Potter Pinner Meadow is a recent addition to my bookshelf found at the Oxfam Bookshop in Shaftsbury, Dorset. I was lucky enough to buy this and a second book by the same author for just a few pounds. I've uncovered a few hidden gems from this charity shop so if you are ever in the area, it might be worth calling in.



  Gold Hill, Shaftsbury

Dating back to the Saxon era and boasting amazing views of the Blackmore Vale Shaftsbury itself is well worth a visit.
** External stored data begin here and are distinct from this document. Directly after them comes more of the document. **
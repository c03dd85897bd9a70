use std::sync::Arc;

use anyhow::Context;
use async_trait::async_trait;
use bytes::Bytes;
use printpdf::{BuiltinFont, Mm, PdfDocument};
use time::macros::format_description;
use time::Date;
use tracing::info;

use crate::storage::{certificate_pdf_key, StorageClient};

const ISSUER_NAME: &str = "CertiSphere";

/// Fields printed on a completed certificate.
#[derive(Debug, Clone)]
pub struct RenderInput {
    pub certificate_id: i64,
    pub business_name: Option<String>,
    pub certificate_name: Option<String>,
    pub certificate_type: Option<String>,
    pub certificate_reference: Option<String>,
    pub issued_on: Date,
}

#[async_trait]
pub trait CertificateRenderer: Send + Sync {
    /// Produce the artifact and return the storage key it was written to.
    async fn render(&self, input: RenderInput) -> anyhow::Result<String>;
}

/// Writes a single-page PDF into the document store.
pub struct PdfRenderer {
    storage: Arc<dyn StorageClient>,
}

impl PdfRenderer {
    pub fn new(storage: Arc<dyn StorageClient>) -> Self {
        Self { storage }
    }
}

#[async_trait]
impl CertificateRenderer for PdfRenderer {
    async fn render(&self, input: RenderInput) -> anyhow::Result<String> {
        let key = certificate_pdf_key(input.certificate_id);
        let pdf = build_pdf(&certificate_lines(&input)?)?;
        self.storage
            .put_object(&key, Bytes::from(pdf), "application/pdf")
            .await
            .with_context(|| format!("store rendered certificate {}", input.certificate_id))?;
        info!(certificate_id = input.certificate_id, %key, "certificate rendered");
        Ok(key)
    }
}

fn type_statement(certificate_type: Option<&str>) -> &'static str {
    match certificate_type {
        Some("Structural Engineering Certificate") => {
            "The structural design and calculations were audited and found compliant."
        }
        Some("Geotechnical Engineering Certificate") => {
            "The geotechnical investigation and soil evaluation were audited and found compliant."
        }
        Some("Transportation Engineering Certificate") => {
            "The transportation design and safety analysis were audited and found compliant."
        }
        _ => "This certificate is issued after a civil engineering audit of the submitted documentation.",
    }
}

fn certificate_lines(input: &RenderInput) -> anyhow::Result<Vec<String>> {
    let issued = input
        .issued_on
        .format(format_description!("[year]-[month]-[day]"))
        .context("format issuance date")?;
    Ok(vec![
        "Certificate of Audit".to_string(),
        String::new(),
        format!("Organization: {}", input.business_name.as_deref().unwrap_or("N/A")),
        format!(
            "Certificate Title: {}",
            input.certificate_name.as_deref().unwrap_or("Untitled")
        ),
        format!(
            "Certificate Type: {}",
            input.certificate_type.as_deref().unwrap_or("N/A")
        ),
        format!(
            "Certificate Reference #: {}",
            input.certificate_reference.as_deref().unwrap_or("N/A")
        ),
        format!("Date of Issuance: {}", issued),
        String::new(),
        type_statement(input.certificate_type.as_deref()).to_string(),
        String::new(),
        format!("Certified by {}", ISSUER_NAME),
    ])
}

/// Single A4 page, one Helvetica line per entry.
fn build_pdf(lines: &[String]) -> anyhow::Result<Vec<u8>> {
    let (doc, page, layer) =
        PdfDocument::new("Certificate of Audit", Mm(210.0), Mm(297.0), "certificate");
    let font = doc
        .add_builtin_font(BuiltinFont::Helvetica)
        .map_err(|e| anyhow::anyhow!("load builtin font: {e:?}"))?;
    let layer = doc.get_page(page).get_layer(layer);

    let mut y = 270.0;
    for line in lines {
        if !line.is_empty() {
            layer.use_text(line.as_str(), 12.0, Mm(25.0), Mm(y), &font);
        }
        y -= 7.0;
    }

    doc.save_to_bytes()
        .map_err(|e| anyhow::anyhow!("serialize pdf: {e:?}"))
}

#[cfg(test)]
mod tests {
    use super::*;
    use time::macros::date;

    fn input() -> RenderInput {
        RenderInput {
            certificate_id: 9,
            business_name: Some("Acme (Holdings)".into()),
            certificate_name: None,
            certificate_type: Some("Structural Engineering Certificate".into()),
            certificate_reference: Some("CS#2025009".into()),
            issued_on: date!(2025 - 03 - 04),
        }
    }

    #[test]
    fn lines_fall_back_for_missing_fields() {
        let lines = certificate_lines(&input()).unwrap();
        assert!(lines.contains(&"Certificate Title: Untitled".to_string()));
        assert!(lines.contains(&"Date of Issuance: 2025-03-04".to_string()));
        assert!(lines.contains(&"Certificate Reference #: CS#2025009".to_string()));
    }

    #[test]
    fn pdf_is_a_complete_document() {
        let mut lines = certificate_lines(&input()).unwrap();
        lines.push("Organization: Société Générale".into());
        let pdf = build_pdf(&lines).unwrap();
        assert!(pdf.starts_with(b"%PDF-"));
        let tail = String::from_utf8_lossy(&pdf[pdf.len().saturating_sub(32)..]).into_owned();
        assert!(tail.contains("%%EOF"));
    }
}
Gold Hill is a steep cobbled street in the town famous for its picturesque appearance. You may well recognise it as the setting for a film version of Thomas Hardy’s Far from the Madding Crowd, and advertisements for Morrisons and Hovis bread.

Filmed more than 40 years ago the Hovis advert is now one of the most famous scenes in British TV history.  Image: Mail Online

Anyway, I digress;

Potter Pinner Meadow by Mollie Kaye with decorations by Margaret Tempest Published in 1937 by Collins, London.
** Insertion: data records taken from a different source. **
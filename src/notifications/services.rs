use tokio::task::JoinHandle;
use tracing::{info, instrument, warn};

use super::repo;
use super::repo_types::Notification;
use crate::accounts;
use crate::auth::{AdminUser, AuthUser};
use crate::certificates::{self, CertificateStatus};
use crate::effects::spawn_best_effort;
use crate::error::{AppError, AppResult};
use crate::mailer::Mail;
use crate::state::AppState;

pub struct NewNotification {
    pub user_id: Option<i64>,
    pub certificate_id: Option<i64>,
    pub message: Option<String>,
    pub request_new_document: bool,
}

pub fn unread_count(notifications: &[Notification]) -> usize {
    notifications.iter().filter(|n| !n.is_read).count()
}

/// Creates the notification and, when a new document is requested, forces the
/// certificate into `Additional Documents Required` in the same transaction.
#[instrument(skip(state, req), fields(admin_id = admin.0.id))]
pub async fn create(
    state: &AppState,
    admin: &AdminUser,
    req: NewNotification,
) -> AppResult<(Notification, JoinHandle<()>)> {
    let message = req.message.filter(|m| !m.trim().is_empty());
    let (Some(user_id), Some(message)) = (req.user_id, message) else {
        return Err(AppError::validation("Missing user_id or message"));
    };

    if let Some(cert_id) = req.certificate_id {
        let cert = certificates::repo::find(&state.db, cert_id)
            .await?
            .ok_or_else(|| AppError::not_found("Certificate not found"))?;
        if cert.user_id != user_id {
            return Err(AppError::validation("certificate_id does not belong to user_id"));
        }
    }

    let mut tx = state.db.begin().await?;
    let notification =
        repo::insert_tx(&mut tx, user_id, req.certificate_id, &message, req.request_new_document).await?;
    if let (true, Some(cert_id)) = (req.request_new_document, req.certificate_id) {
        if !certificates::repo::force_status_tx(&mut tx, cert_id, CertificateStatus::AdditionalDocumentsRequired)
            .await?
        {
            return Err(AppError::not_found("Certificate not found"));
        }
        info!(certificate_id = cert_id, status = "Additional Documents Required", "certificate status forced");
    }
    tx.commit().await?;

    info!(notification_id = notification.id, user_id, "notification created");
    let mail = notify_by_mail(state, user_id, message);
    Ok((notification, mail))
}

fn notify_by_mail(state: &AppState, user_id: i64, message: String) -> JoinHandle<()> {
    let db = state.db.clone();
    let mailer = state.mailer.clone();
    spawn_best_effort("notification_mail", async move {
        let Some(contact) = accounts::repo::find_contact(&db, user_id).await? else {
            return Ok(());
        };
        let Some(to) = contact.contact_email else {
            warn!(user_id, "recipient has no contact email");
            return Ok(());
        };
        mailer
            .send(Mail {
                to,
                subject: "New Notification from CertiSphere".into(),
                text: format!(
                    "Hello {},\n\n{}\n\nPlease log in to view details.\n\n- CertiSphere Team",
                    contact.first_name.unwrap_or_default(),
                    message
                ),
            })
            .await
    })
}

pub async fn list_for(state: &AppState, user_id: i64) -> AppResult<(Vec<Notification>, usize)> {
    let notifications = repo::list_for_user(&state.db, user_id).await?;
    let unread = unread_count(&notifications);
    Ok((notifications, unread))
}

#[instrument(skip(state), fields(user_id = user.id))]
pub async fn set_read(state: &AppState, user: &AuthUser, id: i64, is_read: Option<bool>) -> AppResult<Notification> {
    let is_read = is_read.ok_or_else(|| AppError::validation("Invalid is_read flag"))?;
    let current = repo::find(&state.db, id)
        .await?
        .ok_or_else(|| AppError::not_found("Notification not found"))?;
    if current.user_id != user.id && !user.is_admin() {
        return Err(AppError::forbidden("Not allowed"));
    }
    repo::set_read(&state.db, id, is_read)
        .await?
        .ok_or_else(|| AppError::not_found("Notification not found"))
}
Mollie Kaye also known as M. M. Kaye is best known for her immensely popular novel The Far Pavilions. I’ve added some factual information about her and the illustrator Margaret Tempest at the end of this post.



Potter Pinner Meadow was a very select neighbourhood and only the VERY BEST people had their houses there. Aloysius Pricklewig J.P. lived in a roomy hollow under a bank. Mr. Pricklewig was a hedgehog. His bristles were always coming through his coats, so he continually had to darn them or to order new ones.
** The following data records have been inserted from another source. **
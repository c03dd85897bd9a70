use axum::{
    extract::{DefaultBodyLimit, Multipart, Path, State},
    routing::{get, patch, post},
    Json, Router,
};
use tracing::instrument;

use super::dto::{
    ClientDocumentListResponse, DocumentResponse, NotificationUploadResponse, ReviewDocumentRequest,
    StaffDocument, StaffDocumentListResponse, UploadResponse,
};
use super::services::{self, UploadedFile, MAX_FILES_PER_UPLOAD};
use crate::{
    auth::{AdminUser, AuthUser},
    error::{AppError, AppResult},
    state::AppState,
};

pub fn routes() -> Router<AppState> {
    Router::new()
        .route("/upload-documents", post(upload_documents))
        .route(
            "/notifications/:id/upload-document",
            post(upload_for_notification),
        )
        .route("/my-documents", get(my_documents))
        .route("/admin/certificates/:id/documents", get(certificate_documents))
        .route("/admin/documents/:id", patch(review_document))
        .layer(DefaultBodyLimit::max(20 * 1024 * 1024)) // 20MB
}

/// Collects every file sent under `field` (or `field[]`). Stops reading once
/// more than `limit` files have been seen.
async fn read_files(mp: &mut Multipart, field: &str, limit: usize) -> AppResult<Vec<UploadedFile>> {
    let array_field = format!("{field}[]");
    let mut files = Vec::new();
    while let Some(part) = mp
        .next_field()
        .await
        .map_err(|e| AppError::validation(format!("Malformed multipart body: {e}")))?
    {
        let name = part.name().unwrap_or_default();
        if name != field && name != array_field {
            continue;
        }
        let file_name = part.file_name().unwrap_or("document").to_string();
        let content_type = part
            .content_type()
            .unwrap_or("application/octet-stream")
            .to_string();
        let body = part
            .bytes()
            .await
            .map_err(|e| AppError::validation(format!("Malformed multipart body: {e}")))?;
        files.push(UploadedFile {
            file_name,
            content_type,
            body,
        });
        if files.len() > limit {
            break;
        }
    }
    Ok(files)
}

#[instrument(skip(state, mp))]
pub async fn upload_documents(
    State(state): State<AppState>,
    user: AuthUser,
    mut mp: Multipart,
) -> AppResult<Json<UploadResponse>> {
    let files = read_files(&mut mp, "documents", MAX_FILES_PER_UPLOAD).await?;
    let (certificate_id, documents) = services::upload_initial(&state, &user, files).await?;
    Ok(Json(UploadResponse {
        success: true,
        message: "Documents uploaded successfully",
        certificate_id,
        documents,
    }))
}

#[instrument(skip(state, mp))]
pub async fn upload_for_notification(
    State(state): State<AppState>,
    user: AuthUser,
    Path(id): Path<i64>,
    mut mp: Multipart,
) -> AppResult<Json<NotificationUploadResponse>> {
    let file = read_files(&mut mp, "document", 1).await?.into_iter().next();
    let document = services::upload_for_notification(&state, &user, id, file).await?;
    Ok(Json(NotificationUploadResponse {
        success: true,
        message: "Document uploaded and admin notified.",
        document,
    }))
}

#[instrument(skip(state))]
pub async fn my_documents(
    State(state): State<AppState>,
    user: AuthUser,
) -> AppResult<Json<ClientDocumentListResponse>> {
    let documents = services::list_mine(&state, &user).await?;
    Ok(Json(ClientDocumentListResponse {
        success: true,
        documents,
    }))
}

#[instrument(skip(state))]
pub async fn certificate_documents(
    State(state): State<AppState>,
    _admin: AdminUser,
    Path(id): Path<i64>,
) -> AppResult<Json<StaffDocumentListResponse>> {
    let documents = services::list_for_certificate(&state, id)
        .await?
        .into_iter()
        .map(|(document, download_url)| StaffDocument {
            document,
            download_url,
        })
        .collect();
    Ok(Json(StaffDocumentListResponse {
        success: true,
        documents,
    }))
}

#[instrument(skip(state, body))]
pub async fn review_document(
    State(state): State<AppState>,
    admin: AdminUser,
    Path(id): Path<i64>,
    Json(body): Json<ReviewDocumentRequest>,
) -> AppResult<Json<DocumentResponse>> {
    let document = services::set_correct(&state, &admin, id, body.is_correct).await?;
    Ok(Json(DocumentResponse {
        success: true,
        document,
    }))
}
Mr. Pricklewig was by no means the only inhabitant of that very select neighbourhood.  The Whiskertips, a family of aristocratic field mice owned a smart apartment on the sunny side of the hawthorn hedge.  Mrs. Beatrice Brownwing, the speckled thrush occupied a cosy nest, while Timothy Tidmarsh the Dormouse lived in a small but cosy house among the roots of the big Elm tree. 




The fly in the ointment came in the guise of Farmer Wraggs and his dog Tatters. Farmer Wraggs had a sour face, a mouth that turned down at the corners and a fringe of sandy whiskers. He also had a habit of poking around among the tree roots and slashing at the hedges with his stout hickory stick while Tatters growled and barked.   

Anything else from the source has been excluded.